- [Aim of the task]
Where a line in the records below contains the string "EvmJsonRpc", tally it; give only the final number.

= Beginning of Section =

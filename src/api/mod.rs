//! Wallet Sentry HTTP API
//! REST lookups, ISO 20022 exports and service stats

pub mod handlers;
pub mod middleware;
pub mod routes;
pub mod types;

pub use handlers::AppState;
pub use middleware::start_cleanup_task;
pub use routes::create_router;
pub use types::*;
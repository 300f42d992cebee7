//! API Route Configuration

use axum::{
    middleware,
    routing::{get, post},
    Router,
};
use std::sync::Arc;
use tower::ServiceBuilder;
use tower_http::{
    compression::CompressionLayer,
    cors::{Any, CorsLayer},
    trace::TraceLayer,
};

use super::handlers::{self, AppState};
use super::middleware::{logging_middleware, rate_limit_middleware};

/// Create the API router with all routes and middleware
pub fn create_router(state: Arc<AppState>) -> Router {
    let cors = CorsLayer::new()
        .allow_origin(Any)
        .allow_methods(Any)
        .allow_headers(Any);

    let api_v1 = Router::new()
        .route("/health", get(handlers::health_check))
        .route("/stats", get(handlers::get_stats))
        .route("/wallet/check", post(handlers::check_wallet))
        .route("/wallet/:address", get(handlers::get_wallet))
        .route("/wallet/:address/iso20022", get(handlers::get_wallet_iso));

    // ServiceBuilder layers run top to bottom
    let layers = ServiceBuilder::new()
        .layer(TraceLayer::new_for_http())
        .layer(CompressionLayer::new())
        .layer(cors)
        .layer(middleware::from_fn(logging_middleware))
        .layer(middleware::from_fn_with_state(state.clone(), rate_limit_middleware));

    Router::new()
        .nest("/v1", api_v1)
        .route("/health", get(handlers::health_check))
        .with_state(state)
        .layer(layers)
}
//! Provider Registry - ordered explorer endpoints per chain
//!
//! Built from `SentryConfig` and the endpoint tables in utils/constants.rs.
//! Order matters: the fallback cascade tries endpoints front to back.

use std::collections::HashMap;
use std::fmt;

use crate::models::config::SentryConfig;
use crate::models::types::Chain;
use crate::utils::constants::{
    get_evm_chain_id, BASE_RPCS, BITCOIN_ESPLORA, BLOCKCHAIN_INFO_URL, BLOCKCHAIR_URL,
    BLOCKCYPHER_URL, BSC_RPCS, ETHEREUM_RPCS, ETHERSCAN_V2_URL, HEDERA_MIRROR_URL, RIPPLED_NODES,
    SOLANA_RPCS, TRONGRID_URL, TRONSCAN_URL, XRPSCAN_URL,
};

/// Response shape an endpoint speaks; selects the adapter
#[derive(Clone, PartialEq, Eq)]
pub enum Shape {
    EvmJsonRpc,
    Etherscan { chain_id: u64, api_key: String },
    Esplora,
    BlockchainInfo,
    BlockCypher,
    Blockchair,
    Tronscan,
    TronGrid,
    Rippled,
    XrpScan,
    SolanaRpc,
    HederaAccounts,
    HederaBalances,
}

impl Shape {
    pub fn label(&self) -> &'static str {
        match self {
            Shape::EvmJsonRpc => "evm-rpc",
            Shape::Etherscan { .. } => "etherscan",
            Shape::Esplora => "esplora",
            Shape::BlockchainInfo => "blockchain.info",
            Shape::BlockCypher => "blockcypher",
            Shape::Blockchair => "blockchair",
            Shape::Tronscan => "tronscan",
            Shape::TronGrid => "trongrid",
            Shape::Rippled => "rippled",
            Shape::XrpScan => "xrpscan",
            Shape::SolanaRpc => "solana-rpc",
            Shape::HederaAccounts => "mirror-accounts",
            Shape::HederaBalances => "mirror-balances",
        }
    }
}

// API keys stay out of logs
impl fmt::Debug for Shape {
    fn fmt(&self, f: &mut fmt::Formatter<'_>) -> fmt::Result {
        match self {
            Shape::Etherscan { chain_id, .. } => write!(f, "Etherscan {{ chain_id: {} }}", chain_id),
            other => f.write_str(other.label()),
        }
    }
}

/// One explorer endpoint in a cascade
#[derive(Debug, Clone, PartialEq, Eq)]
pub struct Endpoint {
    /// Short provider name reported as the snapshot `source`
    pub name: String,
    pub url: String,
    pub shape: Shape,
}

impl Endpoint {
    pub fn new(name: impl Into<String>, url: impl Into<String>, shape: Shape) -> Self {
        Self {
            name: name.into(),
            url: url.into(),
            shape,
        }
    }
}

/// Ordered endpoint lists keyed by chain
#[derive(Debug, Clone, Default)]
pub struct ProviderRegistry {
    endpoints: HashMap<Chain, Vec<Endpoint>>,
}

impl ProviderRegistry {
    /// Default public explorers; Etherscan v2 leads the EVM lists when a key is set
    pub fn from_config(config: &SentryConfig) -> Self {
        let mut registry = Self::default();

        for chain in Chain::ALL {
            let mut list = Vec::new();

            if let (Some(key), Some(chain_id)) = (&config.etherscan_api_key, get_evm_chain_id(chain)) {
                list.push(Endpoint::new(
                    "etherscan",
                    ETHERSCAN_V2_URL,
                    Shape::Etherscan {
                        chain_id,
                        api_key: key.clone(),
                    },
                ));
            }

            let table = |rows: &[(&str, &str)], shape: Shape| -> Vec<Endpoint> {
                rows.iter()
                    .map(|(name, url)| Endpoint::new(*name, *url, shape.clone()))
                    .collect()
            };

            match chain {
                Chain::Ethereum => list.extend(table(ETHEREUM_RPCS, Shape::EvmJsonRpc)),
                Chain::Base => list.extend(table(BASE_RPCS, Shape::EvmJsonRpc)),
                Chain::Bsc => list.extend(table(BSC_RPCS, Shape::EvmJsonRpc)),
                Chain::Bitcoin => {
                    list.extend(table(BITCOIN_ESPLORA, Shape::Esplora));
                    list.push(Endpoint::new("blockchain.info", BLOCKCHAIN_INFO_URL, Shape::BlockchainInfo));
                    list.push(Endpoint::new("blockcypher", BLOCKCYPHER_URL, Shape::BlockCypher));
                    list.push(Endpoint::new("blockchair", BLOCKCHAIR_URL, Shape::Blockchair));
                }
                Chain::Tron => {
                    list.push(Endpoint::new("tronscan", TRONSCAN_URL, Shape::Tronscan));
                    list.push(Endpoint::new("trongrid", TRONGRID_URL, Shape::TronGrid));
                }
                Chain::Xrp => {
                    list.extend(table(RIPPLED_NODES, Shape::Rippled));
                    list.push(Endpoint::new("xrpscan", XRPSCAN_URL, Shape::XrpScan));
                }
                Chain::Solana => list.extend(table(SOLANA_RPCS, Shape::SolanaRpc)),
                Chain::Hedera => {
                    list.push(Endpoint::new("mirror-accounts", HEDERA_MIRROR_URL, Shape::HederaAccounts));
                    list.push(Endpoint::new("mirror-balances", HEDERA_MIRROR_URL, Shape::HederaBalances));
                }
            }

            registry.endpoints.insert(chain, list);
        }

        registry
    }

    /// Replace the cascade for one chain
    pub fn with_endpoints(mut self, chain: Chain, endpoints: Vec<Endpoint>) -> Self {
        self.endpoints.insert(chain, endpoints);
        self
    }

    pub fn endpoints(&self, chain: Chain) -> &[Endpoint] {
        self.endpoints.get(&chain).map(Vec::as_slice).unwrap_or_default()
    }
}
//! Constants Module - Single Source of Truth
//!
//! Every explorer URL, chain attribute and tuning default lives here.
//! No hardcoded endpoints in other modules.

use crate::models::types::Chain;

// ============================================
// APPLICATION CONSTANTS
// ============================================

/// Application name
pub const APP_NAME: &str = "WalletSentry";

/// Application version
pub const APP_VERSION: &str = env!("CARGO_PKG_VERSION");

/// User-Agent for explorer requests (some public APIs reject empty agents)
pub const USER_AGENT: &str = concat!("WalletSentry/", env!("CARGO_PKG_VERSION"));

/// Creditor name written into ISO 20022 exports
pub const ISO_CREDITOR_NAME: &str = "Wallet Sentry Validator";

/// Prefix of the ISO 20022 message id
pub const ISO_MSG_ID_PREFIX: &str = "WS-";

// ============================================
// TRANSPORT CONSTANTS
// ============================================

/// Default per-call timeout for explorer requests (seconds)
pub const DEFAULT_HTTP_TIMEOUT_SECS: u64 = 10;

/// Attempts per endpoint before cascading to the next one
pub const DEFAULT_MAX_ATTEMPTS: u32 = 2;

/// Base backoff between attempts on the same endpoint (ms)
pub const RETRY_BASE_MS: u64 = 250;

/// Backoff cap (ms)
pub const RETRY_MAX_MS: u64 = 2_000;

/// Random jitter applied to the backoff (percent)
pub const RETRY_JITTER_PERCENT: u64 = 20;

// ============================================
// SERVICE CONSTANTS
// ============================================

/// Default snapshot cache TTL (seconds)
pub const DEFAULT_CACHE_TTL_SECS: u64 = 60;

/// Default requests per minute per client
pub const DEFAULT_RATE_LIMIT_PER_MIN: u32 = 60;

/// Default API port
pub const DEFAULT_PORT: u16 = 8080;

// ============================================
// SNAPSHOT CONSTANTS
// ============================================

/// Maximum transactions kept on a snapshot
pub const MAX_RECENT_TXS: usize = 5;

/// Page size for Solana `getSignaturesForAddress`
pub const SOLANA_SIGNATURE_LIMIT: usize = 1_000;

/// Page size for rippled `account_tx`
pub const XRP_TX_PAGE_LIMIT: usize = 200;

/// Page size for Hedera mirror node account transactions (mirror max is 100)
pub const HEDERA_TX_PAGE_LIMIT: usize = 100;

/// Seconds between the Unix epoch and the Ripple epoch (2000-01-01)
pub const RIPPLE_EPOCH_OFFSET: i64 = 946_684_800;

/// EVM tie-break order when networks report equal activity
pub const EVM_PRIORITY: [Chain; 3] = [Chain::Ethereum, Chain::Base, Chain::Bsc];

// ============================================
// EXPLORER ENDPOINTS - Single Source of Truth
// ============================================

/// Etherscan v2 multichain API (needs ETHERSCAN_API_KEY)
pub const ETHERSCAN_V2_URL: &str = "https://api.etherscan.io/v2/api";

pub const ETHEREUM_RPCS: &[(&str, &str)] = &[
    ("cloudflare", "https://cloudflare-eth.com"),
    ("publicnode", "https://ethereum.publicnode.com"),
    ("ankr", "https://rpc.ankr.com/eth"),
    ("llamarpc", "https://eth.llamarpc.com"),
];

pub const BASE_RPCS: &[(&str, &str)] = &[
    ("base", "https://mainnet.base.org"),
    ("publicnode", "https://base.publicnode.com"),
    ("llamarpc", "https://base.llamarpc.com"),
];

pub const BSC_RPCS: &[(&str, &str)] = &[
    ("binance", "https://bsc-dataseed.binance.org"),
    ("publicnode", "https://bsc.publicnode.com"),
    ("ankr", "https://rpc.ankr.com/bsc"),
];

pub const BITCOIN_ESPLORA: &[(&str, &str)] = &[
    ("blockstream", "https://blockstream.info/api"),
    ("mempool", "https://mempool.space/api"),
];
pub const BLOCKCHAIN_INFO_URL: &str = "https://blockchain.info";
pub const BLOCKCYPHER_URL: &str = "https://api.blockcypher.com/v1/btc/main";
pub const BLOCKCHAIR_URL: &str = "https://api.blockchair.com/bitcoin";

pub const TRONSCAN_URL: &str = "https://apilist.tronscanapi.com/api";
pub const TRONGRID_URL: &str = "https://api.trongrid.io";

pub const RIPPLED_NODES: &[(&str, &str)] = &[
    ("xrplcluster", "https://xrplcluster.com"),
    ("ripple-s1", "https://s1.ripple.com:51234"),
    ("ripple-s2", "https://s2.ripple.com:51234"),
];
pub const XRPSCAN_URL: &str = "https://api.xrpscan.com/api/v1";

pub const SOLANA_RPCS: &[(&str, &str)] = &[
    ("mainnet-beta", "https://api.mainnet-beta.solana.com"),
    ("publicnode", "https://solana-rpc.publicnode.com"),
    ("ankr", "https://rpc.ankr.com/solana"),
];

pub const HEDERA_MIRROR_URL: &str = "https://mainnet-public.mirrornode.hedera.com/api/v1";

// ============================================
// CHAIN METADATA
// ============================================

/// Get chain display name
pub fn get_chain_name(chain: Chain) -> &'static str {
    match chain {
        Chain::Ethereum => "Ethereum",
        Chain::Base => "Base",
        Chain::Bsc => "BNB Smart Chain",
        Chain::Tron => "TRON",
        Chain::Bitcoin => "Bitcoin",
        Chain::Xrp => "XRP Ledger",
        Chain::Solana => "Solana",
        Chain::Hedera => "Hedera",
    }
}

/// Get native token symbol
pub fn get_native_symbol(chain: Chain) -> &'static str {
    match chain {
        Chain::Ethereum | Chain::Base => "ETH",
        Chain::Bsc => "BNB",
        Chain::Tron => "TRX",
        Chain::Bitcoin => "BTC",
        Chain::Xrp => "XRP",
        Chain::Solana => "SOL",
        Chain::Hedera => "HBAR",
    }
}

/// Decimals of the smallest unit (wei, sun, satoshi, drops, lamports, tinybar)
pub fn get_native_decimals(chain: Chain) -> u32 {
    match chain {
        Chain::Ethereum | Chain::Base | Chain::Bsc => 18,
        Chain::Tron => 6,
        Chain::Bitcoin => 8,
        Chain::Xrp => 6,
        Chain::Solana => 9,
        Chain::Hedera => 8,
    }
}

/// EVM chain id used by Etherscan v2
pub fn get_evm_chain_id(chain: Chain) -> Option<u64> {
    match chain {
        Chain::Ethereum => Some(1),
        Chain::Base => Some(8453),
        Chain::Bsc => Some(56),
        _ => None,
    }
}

= End of Section =

- [Reply]
5